Another way to regularize iterative learning algorithms (e.g. GD): partial_fit for n epochs and save the model has the lowest validation error

from copy import deepcopy
from sklearn.model_selection import train_test_split
from sklearn.metrics import mean_squared_error


## Create data

np.random.seed(29)
m = 100
X = 6 * np.random.rand(m, 1) - 3
y = 0.5 * X ** 2 + X + 2 + np.random.randn(m, 1)
epochs = 500
best_rmse = np.inf

x_train, x_test, y_train, y_test = train_test_split(X, y)

preprocessing = make_pipeline(PolynomialFeatures(degree=90, include_bias=False), StandardScaler())
X_train = preprocessing.fit_transform(x_train)
X_test = preprocessing.transform(x_test)


sgd = SGDRegressor(penalty='elasticnet', alpha=0.01, l1_ratio=0.5, eta0=0.001, random_state=29)
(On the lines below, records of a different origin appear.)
use onhands_common::config::Config;
use tracing::info;

use crate::commands;
use crate::terminal::{print, spinner};

pub async fn list(cfg: &Config, quiet: bool) -> anyhow::Result<()> {
    let engine = commands::open_sheet(cfg).await?;
    let collection = spinner::while_running("Reading the spreadsheet...", engine.read())
        .await?
        .prune();

    if collection.is_empty() {
        info!("The sheet has no on-hands.");
        return Ok(());
    }

    print::header("on-hands", quiet);
    print::listing(&collection);
    if !quiet {
        print::fat_separator();
    }
    Ok(())
}
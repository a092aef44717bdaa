//! # Sheet Store Port
//!
//! The operations the sync engine needs from a remote cell grid. Rows are
//! 1-based, columns 0-based. Implementations are expected to make one blocking
//! round trip per call with no retries.

use std::path::PathBuf;

use async_trait::async_trait;
use thiserror::Error;

#[derive(Debug, Error)]
pub enum StoreError {
    #[error("HTTP error: {0}")]
    Http(#[from] reqwest::Error),

    #[error("JSON error: {0}")]
    Json(#[from] serde_json::Error),

    #[error("Sheets API error {status}: {message}")]
    Api { status: u16, message: String },

    #[error("authentication failed: {0}")]
    Auth(String),

    #[error("could not read credentials {}: {source}", path.display())]
    Credentials {
        path: PathBuf,
        #[source]
        source: std::io::Error,
    },

    #[error("could not sign token: {0}")]
    Jwt(#[from] jsonwebtoken::errors::Error),

    #[error("tab <{0}> not found in spreadsheet")]
    TabNotFound(String),

    #[error("store rejected the operation: {0}")]
    Rejected(String),
}

/// A rectangular block of cells, inclusive on both axes.
#[derive(Clone, Copy, Debug, PartialEq, Eq)]
pub struct CellBlock {
    pub first_row: usize,
    pub last_row: usize,
    pub first_col: usize,
    pub last_col: usize,
}

#[async_trait]
pub trait SheetStore: Send + Sync {
    /// Number of rows holding values, header rows included.
    async fn row_count(&self) -> Result<usize, StoreError>;

    /// Every row from `first_row` to the end of the sheet, columns
    /// `0..=last_col`. Trailing empty cells may be missing from a row.
    async fn read_rows(
        &self,
        first_row: usize,
        last_col: usize,
    ) -> Result<Vec<Vec<String>>, StoreError>;

    /// Inserts `count` blank rows so the first one becomes row `at`. New rows
    /// inherit formatting from the row above.
    async fn insert_rows(&self, at: usize, count: usize) -> Result<(), StoreError>;

    /// Deletes rows `first_row..=last_row`.
    async fn delete_rows(&self, first_row: usize, last_row: usize) -> Result<(), StoreError>;

    /// Writes `rows` starting at `first_row`, column 0, in one operation.
    /// Cell text starting with `=` is interpreted as a formula.
    async fn write_rows(&self, first_row: usize, rows: &[Vec<String>]) -> Result<(), StoreError>;

    /// Applies the light-grey bottom/right border style to `block`.
    async fn apply_borders(&self, block: CellBlock) -> Result<(), StoreError>;
}
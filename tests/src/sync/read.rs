use onhands_common::error::ParseError;
use onhands_common::inventory::{Ball, GameProfile, Identity, QuantityVector};
use onhands_core::codec::CodecError;
use onhands_core::sync::{SyncEngine, SyncError};

use crate::support::{MemoryStore, Operation, cells, data_row};

#[tokio::test]
async fn read_decodes_every_data_row() {
    let store = MemoryStore::with_rows(vec![
        data_row("Beast", "Togepi", ["2", "", "", "", ""]),
        data_row("Moon", "Clefairy", ["", "1", "", "", "4"]),
        cells(&["Dream", "Abra"]),
    ]);
    let engine = SyncEngine::new(store);

    let collection = engine.read().await.expect("read failed");

    assert_eq!(collection.len(), 3);
    assert_eq!(
        collection.lookup(&Identity::new(Ball::Moon, "clefairy")),
        Ok(&QuantityVector::from_pairs([
            (GameProfile::Swsh2, 1),
            (GameProfile::Bdsp, 4)
        ]))
    );
    assert!(
        collection
            .lookup(&Identity::new(Ball::Dream, "abra"))
            .is_ok_and(|v| v.is_zero())
    );
}

#[tokio::test]
async fn read_sums_duplicate_rows() {
    let store = MemoryStore::with_rows(vec![
        data_row("Beast", "Togepi", ["2", "", "", "", ""]),
        data_row("Beast", "togepi", ["1", "", "3", "", ""]),
    ]);
    let engine = SyncEngine::new(store);

    let collection = engine.read().await.unwrap();

    assert_eq!(collection.len(), 1);
    assert_eq!(
        collection.lookup(&Identity::new(Ball::Beast, "Togepi")),
        Ok(&QuantityVector::from_pairs([
            (GameProfile::Swsh1, 3),
            (GameProfile::Sv1, 3)
        ]))
    );
}

#[tokio::test]
async fn read_skips_blank_rows() {
    let store = MemoryStore::with_rows(vec![
        data_row("Beast", "Togepi", ["2", "", "", "", ""]),
        Vec::new(),
        cells(&["", "", ""]),
        data_row("Sport", "Scyther", ["", "", "", "", "1"]),
    ]);
    let engine = SyncEngine::new(store);

    let collection = engine.read().await.unwrap();

    assert_eq!(collection.len(), 2);
}

#[tokio::test]
async fn read_reports_the_offending_row() {
    let store = MemoryStore::with_rows(vec![
        data_row("Beast", "Togepi", ["2", "", "", "", ""]),
        data_row("Beast", "Abra", ["", "", "two", "", ""]),
    ]);
    let engine = SyncEngine::new(store);

    match engine.read().await {
        Err(SyncError::Decode { row, source }) => {
            assert_eq!(row, 5);
            assert_eq!(
                source,
                CodecError::CellParseError {
                    column: 11,
                    value: "two".to_string()
                }
            );
        }
        other => panic!("expected decode error, got {other:?}"),
    }
}

#[tokio::test]
async fn read_of_header_only_sheet_is_empty() {
    let engine = SyncEngine::new(MemoryStore::with_rows(Vec::new()));
    let collection = engine.read().await.unwrap();
    assert!(collection.is_empty());
    assert_eq!(engine.store().log(), vec![Operation::ReadRows]);
}

#[tokio::test]
async fn read_propagates_store_failure() {
    let store = MemoryStore::with_rows(Vec::new());
    store.fail_on(Operation::ReadRows);
    let engine = SyncEngine::new(store);

    assert!(matches!(engine.read().await, Err(SyncError::Store(_))));
}

#[tokio::test]
async fn read_rejects_row_without_species() {
    let store = MemoryStore::with_rows(vec![
        data_row("Beast", "Togepi", ["2", "", "", "", ""]),
        data_row("Beast", "", ["1", "", "", "", ""]),
    ]);
    let engine = SyncEngine::new(store);

    match engine.read().await {
        Err(SyncError::Decode {
            row,
            source: CodecError::Identity(ParseError::MissingSpecies(_)),
        }) => assert_eq!(row, 5),
        other => panic!("unexpected result: {other:?}"),
    }
}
for epoch in range(epochs):
    sgd.partial_fit(X_train, y_train.ravel())
    y_pred = sgd.predict(X_test)
    rmse = mean_squared_error(y_test, y_pred, squared=False)
    if rmse < best_rmse:
        best_rmse = rmse
        best_model = deepcopy(sgd)

y_pred = best_model.predict(X_test)


## Another way to apply early stopping

# sgd = SGDRegressor(penalty='elasticnet', alpha=0.01, l1_ratio=0.5, max_iter = 2000, tol=0.00001, shuffle=True, random_state=29, learning_rate='invscaling', eta0=0.001, early_stopping=True, validation_fraction=0.25, n_iter_no_change=10)
# sgd.fit(X_train, y_train.ravel())
# y_pred = sgd.predict(X_test)
print('RMSE: %.2f' % mean_squared_error(y_test, y_pred))
RMSE: 0.67

partial_fit: max_iter=1 (fit 1 epoch per calling); learn incrementally from a mini-batch of instances => useful when data is not fit into memory

fit: train model from scratch (all instances at once)

fit(warm_start=True) = partial_fit: allow learning from the weights of previous fit

copy.deepcopy(): copies both the model’s hyperparameters and the learned parameters

sklearn.base.clone() only copies the model’s hyperparameters.